Collected data
════

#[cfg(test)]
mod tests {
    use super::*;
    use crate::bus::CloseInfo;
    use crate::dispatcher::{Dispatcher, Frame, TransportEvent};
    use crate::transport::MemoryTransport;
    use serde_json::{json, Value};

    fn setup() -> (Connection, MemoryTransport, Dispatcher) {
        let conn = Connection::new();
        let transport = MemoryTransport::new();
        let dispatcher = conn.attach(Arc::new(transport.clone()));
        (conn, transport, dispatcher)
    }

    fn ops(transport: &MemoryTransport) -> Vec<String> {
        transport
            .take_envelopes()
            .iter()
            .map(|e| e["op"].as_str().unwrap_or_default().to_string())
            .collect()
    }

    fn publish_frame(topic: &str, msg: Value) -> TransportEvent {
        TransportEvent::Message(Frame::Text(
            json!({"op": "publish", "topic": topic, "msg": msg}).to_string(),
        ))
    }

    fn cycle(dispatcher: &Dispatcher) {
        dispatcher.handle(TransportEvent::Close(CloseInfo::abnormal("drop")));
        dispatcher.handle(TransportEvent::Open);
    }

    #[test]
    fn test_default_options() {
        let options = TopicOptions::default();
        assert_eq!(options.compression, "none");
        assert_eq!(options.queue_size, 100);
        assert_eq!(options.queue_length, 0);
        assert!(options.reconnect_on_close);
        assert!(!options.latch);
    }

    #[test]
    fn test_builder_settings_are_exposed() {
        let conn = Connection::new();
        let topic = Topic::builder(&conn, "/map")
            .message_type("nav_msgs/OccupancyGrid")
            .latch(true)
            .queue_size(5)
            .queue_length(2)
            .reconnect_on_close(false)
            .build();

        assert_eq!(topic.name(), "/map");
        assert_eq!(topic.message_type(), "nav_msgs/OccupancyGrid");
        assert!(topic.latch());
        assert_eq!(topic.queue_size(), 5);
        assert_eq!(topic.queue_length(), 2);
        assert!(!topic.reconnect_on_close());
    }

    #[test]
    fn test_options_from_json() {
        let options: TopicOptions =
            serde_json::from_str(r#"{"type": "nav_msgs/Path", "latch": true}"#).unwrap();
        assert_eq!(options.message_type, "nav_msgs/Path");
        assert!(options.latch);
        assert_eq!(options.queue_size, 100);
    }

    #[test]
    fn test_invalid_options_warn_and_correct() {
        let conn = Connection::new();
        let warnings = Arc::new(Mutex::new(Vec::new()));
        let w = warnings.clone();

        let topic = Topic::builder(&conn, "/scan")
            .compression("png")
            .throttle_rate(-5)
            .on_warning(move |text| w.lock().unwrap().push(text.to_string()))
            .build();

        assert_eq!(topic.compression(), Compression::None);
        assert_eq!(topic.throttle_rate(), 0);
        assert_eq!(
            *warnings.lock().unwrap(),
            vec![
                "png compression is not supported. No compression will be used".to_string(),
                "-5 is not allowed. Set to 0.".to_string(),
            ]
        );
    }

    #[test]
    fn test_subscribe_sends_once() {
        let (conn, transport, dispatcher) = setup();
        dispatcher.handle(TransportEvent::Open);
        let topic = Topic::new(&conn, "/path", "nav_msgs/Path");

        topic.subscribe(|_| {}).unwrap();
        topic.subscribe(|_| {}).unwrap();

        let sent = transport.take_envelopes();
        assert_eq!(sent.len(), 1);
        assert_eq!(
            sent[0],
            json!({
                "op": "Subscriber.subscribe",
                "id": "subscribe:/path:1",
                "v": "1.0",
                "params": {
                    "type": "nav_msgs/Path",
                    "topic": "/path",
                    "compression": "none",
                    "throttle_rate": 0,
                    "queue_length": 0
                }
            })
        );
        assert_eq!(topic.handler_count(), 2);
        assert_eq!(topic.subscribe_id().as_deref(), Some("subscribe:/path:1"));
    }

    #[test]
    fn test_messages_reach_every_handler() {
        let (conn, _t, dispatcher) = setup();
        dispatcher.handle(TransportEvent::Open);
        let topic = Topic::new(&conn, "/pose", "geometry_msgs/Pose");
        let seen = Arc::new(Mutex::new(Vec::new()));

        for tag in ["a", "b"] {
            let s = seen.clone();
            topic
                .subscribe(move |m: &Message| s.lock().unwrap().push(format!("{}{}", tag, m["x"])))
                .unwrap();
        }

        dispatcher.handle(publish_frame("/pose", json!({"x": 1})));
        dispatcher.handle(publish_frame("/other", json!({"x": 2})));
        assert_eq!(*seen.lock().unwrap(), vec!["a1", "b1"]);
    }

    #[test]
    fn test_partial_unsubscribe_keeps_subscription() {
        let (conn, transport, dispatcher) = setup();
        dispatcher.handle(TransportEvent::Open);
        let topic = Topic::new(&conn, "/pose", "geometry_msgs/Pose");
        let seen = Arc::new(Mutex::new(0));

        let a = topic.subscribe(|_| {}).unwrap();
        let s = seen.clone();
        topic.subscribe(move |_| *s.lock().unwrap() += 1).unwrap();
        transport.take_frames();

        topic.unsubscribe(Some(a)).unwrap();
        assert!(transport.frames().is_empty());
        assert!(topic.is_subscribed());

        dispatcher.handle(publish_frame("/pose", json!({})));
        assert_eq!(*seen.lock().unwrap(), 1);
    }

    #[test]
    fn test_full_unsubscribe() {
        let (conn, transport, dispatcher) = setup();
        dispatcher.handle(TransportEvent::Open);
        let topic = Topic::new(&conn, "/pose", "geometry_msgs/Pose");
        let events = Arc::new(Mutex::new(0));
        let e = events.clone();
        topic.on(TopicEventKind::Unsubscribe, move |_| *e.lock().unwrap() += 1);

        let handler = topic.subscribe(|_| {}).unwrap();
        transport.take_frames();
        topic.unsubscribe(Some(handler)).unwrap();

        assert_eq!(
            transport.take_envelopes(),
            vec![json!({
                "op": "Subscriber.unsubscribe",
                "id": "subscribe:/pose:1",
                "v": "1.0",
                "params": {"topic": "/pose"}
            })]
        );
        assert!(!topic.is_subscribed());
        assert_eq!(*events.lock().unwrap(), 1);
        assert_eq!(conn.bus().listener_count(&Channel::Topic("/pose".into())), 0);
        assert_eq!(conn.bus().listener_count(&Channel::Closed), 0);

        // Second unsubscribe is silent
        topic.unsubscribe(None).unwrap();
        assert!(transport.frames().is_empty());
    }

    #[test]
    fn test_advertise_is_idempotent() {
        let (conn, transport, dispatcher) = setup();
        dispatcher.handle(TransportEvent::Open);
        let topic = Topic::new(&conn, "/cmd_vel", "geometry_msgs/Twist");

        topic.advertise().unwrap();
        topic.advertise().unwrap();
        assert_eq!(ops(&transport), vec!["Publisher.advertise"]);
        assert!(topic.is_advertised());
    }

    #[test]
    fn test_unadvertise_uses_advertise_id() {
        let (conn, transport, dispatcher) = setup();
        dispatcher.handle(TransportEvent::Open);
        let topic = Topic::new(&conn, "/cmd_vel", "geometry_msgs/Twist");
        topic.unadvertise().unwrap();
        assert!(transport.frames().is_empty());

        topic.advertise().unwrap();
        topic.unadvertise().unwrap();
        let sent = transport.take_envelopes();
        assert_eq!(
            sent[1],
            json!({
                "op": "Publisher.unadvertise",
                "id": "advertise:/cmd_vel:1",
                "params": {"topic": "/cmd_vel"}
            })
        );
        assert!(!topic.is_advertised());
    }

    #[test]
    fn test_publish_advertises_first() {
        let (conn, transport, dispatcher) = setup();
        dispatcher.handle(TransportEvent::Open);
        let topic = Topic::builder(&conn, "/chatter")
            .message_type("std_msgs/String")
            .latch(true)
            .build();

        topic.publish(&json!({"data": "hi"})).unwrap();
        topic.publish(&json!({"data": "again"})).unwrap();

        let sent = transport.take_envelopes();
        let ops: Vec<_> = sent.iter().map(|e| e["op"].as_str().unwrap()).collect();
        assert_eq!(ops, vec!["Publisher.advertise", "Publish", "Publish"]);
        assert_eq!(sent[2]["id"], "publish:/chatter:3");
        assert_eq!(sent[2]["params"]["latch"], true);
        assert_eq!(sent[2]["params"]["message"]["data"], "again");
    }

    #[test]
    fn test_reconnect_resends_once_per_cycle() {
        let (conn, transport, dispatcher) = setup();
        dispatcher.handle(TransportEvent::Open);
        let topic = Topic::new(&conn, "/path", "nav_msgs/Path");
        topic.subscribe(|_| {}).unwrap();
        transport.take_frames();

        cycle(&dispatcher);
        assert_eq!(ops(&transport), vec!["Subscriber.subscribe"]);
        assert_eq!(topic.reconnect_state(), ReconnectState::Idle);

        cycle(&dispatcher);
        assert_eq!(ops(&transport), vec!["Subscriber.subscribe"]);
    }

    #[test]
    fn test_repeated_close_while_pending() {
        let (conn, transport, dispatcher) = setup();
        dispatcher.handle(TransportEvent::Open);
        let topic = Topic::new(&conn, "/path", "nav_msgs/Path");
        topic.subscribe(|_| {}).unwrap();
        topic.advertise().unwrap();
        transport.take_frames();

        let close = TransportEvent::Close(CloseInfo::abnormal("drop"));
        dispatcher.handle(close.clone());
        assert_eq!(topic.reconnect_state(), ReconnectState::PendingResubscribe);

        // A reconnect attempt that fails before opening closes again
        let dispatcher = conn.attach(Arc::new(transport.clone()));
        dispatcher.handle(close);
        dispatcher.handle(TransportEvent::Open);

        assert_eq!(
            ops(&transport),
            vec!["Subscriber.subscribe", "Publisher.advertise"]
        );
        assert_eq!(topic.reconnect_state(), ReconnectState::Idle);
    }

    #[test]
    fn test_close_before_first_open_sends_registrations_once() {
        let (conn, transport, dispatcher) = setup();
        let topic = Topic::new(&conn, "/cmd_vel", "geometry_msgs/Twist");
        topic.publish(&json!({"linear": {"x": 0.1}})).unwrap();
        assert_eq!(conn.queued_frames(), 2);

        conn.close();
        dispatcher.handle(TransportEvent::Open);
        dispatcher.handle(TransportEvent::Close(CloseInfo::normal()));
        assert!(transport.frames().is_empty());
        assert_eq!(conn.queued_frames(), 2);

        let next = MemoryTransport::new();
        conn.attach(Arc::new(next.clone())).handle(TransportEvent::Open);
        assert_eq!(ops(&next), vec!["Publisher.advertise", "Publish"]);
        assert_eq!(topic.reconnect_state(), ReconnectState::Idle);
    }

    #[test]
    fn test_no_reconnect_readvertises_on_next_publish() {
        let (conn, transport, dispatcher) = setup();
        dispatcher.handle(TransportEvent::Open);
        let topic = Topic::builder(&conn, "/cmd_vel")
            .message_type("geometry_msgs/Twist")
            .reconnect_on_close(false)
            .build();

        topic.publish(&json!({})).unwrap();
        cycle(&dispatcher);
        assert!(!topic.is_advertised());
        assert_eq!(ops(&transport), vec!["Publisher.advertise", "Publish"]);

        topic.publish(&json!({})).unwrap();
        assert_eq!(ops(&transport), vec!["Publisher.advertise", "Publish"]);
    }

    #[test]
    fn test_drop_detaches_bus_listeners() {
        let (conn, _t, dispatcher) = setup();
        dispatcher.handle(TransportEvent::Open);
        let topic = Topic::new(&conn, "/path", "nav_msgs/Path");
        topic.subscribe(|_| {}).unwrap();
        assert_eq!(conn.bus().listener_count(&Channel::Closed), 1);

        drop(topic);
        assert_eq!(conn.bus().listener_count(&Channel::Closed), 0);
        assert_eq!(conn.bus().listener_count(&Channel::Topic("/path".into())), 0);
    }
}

════

§ WORK ITEM:
Each line above that contains "into" must be copied out.

§ WRITTEN REPLY:
        assert_eq!(conn.bus().listener_count(&Channel::Topic("/pose".into())), 0);
        assert_eq!(conn.bus().listener_count(&Channel::Topic("/path".into())), 0);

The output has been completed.